There are subtle differences within each of the languages above. For example, that staff member who values words of appreciation – do they want to receive them in a handwritten card, an official certificate or an email copying in their boss?
Common Ways People Prefer Recognition
- Public recognition – in person, at a formal event, a plaque on the wall, or a staff-wide email
- Private recognition – in person, in writing, by email, in a card, or a post-it note on their desk
- Tangible recognition – an award, certificate, gift or bonus
- Benefits – extra time off, improved flexibility, a nicer desk or workspace
- Job-specific recognition – extra responsibility, leading the next project, or a promotion
Understanding people’s preferences for public vs private recognition is key. If I call Jenny up in the full staff meeting to give her a surprise award when she hates being the centre of attention, she’ll dislike the experience immensely. Conversely, if Mark prefers public recognition and I pull him aside and give him an envelope on the quiet, he’ll feel that I didn’t really mean it because I didn’t present it in front of his peers.

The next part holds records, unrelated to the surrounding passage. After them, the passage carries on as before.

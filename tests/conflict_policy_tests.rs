use signup_form_validator::conflict::{ConflictPolicy, PolicyCheck};
use signup_form_validator::validation::EMAIL_ALREADY_REGISTERED;
use signup_form_validator::{
    AlwaysTaken, ConflictCheck, FieldName, FormValues, NeverTaken, RegisteredEmails,
    SubmissionOutcome, ValidationEngine,
};

fn valid_values(email: &str) -> FormValues {
    FormValues::new(email, "Password1", "Password1")
}

/// Test double that records how often it was consulted
struct CountingCheck {
    calls: std::cell::Cell<usize>,
}

impl ConflictCheck for CountingCheck {
    fn check_email_taken(&self, _email: &str) -> bool {
        self.calls.set(self.calls.get() + 1);
        false
    }
}

#[test]
fn test_default_engine_rejects_every_valid_email() {
    let engine = ValidationEngine::new();
    for email in ["a@b.co", "new.user@example.com", "someone@else.org"] {
        assert!(matches!(
            engine.submit(&valid_values(email)),
            SubmissionOutcome::Conflict(_)
        ));
    }
    assert_eq!(engine.conflict_check(), &AlwaysTaken);
}

#[test]
fn test_registry_only_rejects_known_addresses() {
    let registry: RegisteredEmails = ["taken@example.com"].into_iter().collect();
    let engine = ValidationEngine::with_conflict_check(registry);

    match engine.submit(&valid_values("Taken@Example.com")) {
        SubmissionOutcome::Conflict(errors) => {
            assert_eq!(errors.get(FieldName::Email), [EMAIL_ALREADY_REGISTERED]);
        }
        other => panic!("Expected conflict, got {:?}", other),
    }

    assert_eq!(
        engine.submit(&valid_values("free@example.com")),
        SubmissionOutcome::Success
    );
}

#[test]
fn test_conflict_check_runs_only_after_rules_pass() {
    let check = CountingCheck {
        calls: std::cell::Cell::new(0),
    };
    let engine = ValidationEngine::with_conflict_check(&check);

    let invalid = FormValues::new("user@example.com", "short", "short");
    assert!(matches!(
        engine.submit(&invalid),
        SubmissionOutcome::ValidationFailed(_)
    ));
    assert_eq!(check.calls.get(), 0);

    assert!(engine.submit(&valid_values("user@example.com")).is_success());
    assert_eq!(check.calls.get(), 1);
}

#[test]
fn test_policy_check_matches_named_policies() {
    let registered = vec!["taken@example.com".to_string()];
    let values = valid_values("free@example.com");

    let outcomes: Vec<_> = [
        ConflictPolicy::Always,
        ConflictPolicy::Never,
        ConflictPolicy::Registry,
    ]
    .into_iter()
    .map(|policy| {
        ValidationEngine::with_conflict_check(PolicyCheck::from_policy(policy, &registered))
            .submit(&values)
    })
    .collect();

    assert!(matches!(outcomes[0], SubmissionOutcome::Conflict(_)));
    assert!(outcomes[1].is_success());
    assert!(outcomes[2].is_success());

    assert!(ValidationEngine::with_conflict_check(NeverTaken)
        .submit(&values)
        .errors()
        .is_none());
}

The benefits of public praise are that it helps reinforce your culture of recognition, seeing as it’s more visible. The more you make it a norm in your workplace, the more you can encourage even shy team members to feel comfortable with it. Just always respect their feelings and minimise awkwardness.
Introverts can still enjoy their work being publicly recognised – they just may not wish to be made a spectacle of. For example, you might gift Jenny flowers and a card one-on-one, or at a very small team meeting, then put a photo of it up on the staff noticeboard, rather than making her come up front in an all-hands meeting. This way she still receives meaningful recognition which others can witness and celebrate, but she’s not put on the spot.
The best way to figure out how your team members prefer to receive praise is simply to ask. I use a ‘Getting to Know You Questionnaire’ when new team members start and have had many clients implement this practice. When you know someone’s favourite colour, café, store, drink, artist/band, author and hobby, it’s easy to surprise someone with their favourite hot drink, take them to their favourite café or play their favourite song as they arrive. They’re also asked to rate things like public vs private recognition, the importance of tangible gifts/awards/surprises, and who they most prefer recognition from – managers, peers or customers. Ask all staff these questions and keep their answers in their file for their direct managers to refer to.
In your one-on-ones, pose questions like:
- What’s the best recognition you’ve ever received?
- What sort of recognition doesn’t appeal to you?
- What does meaningful recognition look like / sound like / feel like to you?
Once you know how to speak your staff’s language of appreciation, you’ll ensure they feel valued, deliver their best and stick with you for the long term.
- People do more of what they’re praised for, so focus on immediate, specific praise.
- Recognition must be sincere, and be delivered in the way the person prefers to receive it, to have the biggest impact.
- Ask staff how they like to receive praise so you can speak their language of appreciation.